Recently I have encountered three wonderful stories from the field of development. They tell us about a power of simple – meaningful innovations that are so essential in reaching Millennium Development Goals (MDGs).
First. Melinda Gate’s speech at TEDxChange event in September 2010 is challenging non-profit organisations to learn from a business world how to achieve impactful results in health and development sector. She lays out super logical suggestions. To support the argument she gives an illustration of Coca-Cola – a company that is present at all corners of the world where development aid should be but isn’t present yet.
Second. The New York Times article “D.I.Y Foreign Aid Revolution” where Nicholas Kristof has brilliant case studies on development initiatives rolled out by devoted individuals. These initiatives are not overly idealistically blunt. They are built on meaningful ideals and executed in well thought manner.
Third, a speech by Mechai Virvaidaya at TEDxChange in September 2010. He is running family planning and poverty reduction programs in South East Asia. Also known as “The King of Condom” he shares utterly fantastic case study how Thailand in 25 years managed to improve family planning. In 2000 Thailand achieved 1.5 children per family (population growth 0.5% per annum). That is an incredible result compare to 7 children per family in 1974 (population growth at 3.3% per year).
Each story is remarkable. Also, each story is a polite slap to governments, policy makers and aid donors as a note that they are not innovative and efficient enough, and far behind MDG targets. Fortunately, today’s digital transparency and individual initiatives are pushing more accountability, concrete actions and sound results from the policy makers.
However, it seems that one of the most serious issues is the unawareness of MDGs as such among wider audience. Back in September 2010 Bono, the lead singer of U2 and development promoter, wrote an article “MDGs for Beginners… And Finishers” where he said “The MDGs are possibly the most visionary deal that most people have never heard of”. The fact that MDGs is a buzz-word for few policy makers and development professionals is a considerable reasons that holds back results. Individual initiatives (that are so much needed) and media news stories from disaster areas (that are super essential) are not enough to engage people across nations to be committed to these ideals.
Let’s put this straight. The modern developed world does not have a modern development education. Today we need a comprehensive development education integrated in school curriculums at all levels. Make the development education real. Create it engaging targeted and efficient. Make it impactful on all levels – national, European, global.
Now Europe has a chance to pioneer something significant.
First. It will expand horizon and promote more comprehensive understanding of development issues. It will teach how interdependence of regions, religions, politics, history and culture impacts regional and global affairs. It will answer questions what it means for people both in developed and developing world, the planet and common future. Also, it will help to appreciate own backgrounds and its role of influencing (or being accountable) of events and decisions (made or to be made).

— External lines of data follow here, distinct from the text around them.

use std::io;

use thiserror::Error;

#[derive(Error, Debug)]
pub enum SeedError {
    #[error("CSV Error")]
    CsvError(#[from] csv::Error),
    #[error("I/O Error")]
    IoError(#[from] io::Error),
    #[error("Invalid input. Please enter an integer.")]
    InvalidCount(#[source] std::num::ParseIntError),
    #[error("Cannot generate {0} records in a single seed file")]
    CountTooLarge(String),
}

Second. The development education will encourage more participation among citizens. More advance development knowledge and digital transparency will be influential. It will ensure that thoughts, ideas, reflections and actions will spread more rapidly.
Third. It will not only create stronger bonds with the NGO sector and initiatives for cause, but also stimulate more action. We will find more passionate social entrepreneurs in a near future.
Fourth. Development education will influence the decisions people make: when they express, act, get involved, vote and purchase.
Fifth. At the time when Angela Merkel has declared that multiculturalism in Germany has “utterly failed” and ultra-radicals are gaining seats in national parliaments (Austria, Bulgaria, Denmark, Hungary, Finland and Sweden) Europe urgently needs to address the development issues at a broader scope within itself (as it also correlates with immigration matters) to reach more harmonized and respectful integration among all involved sides.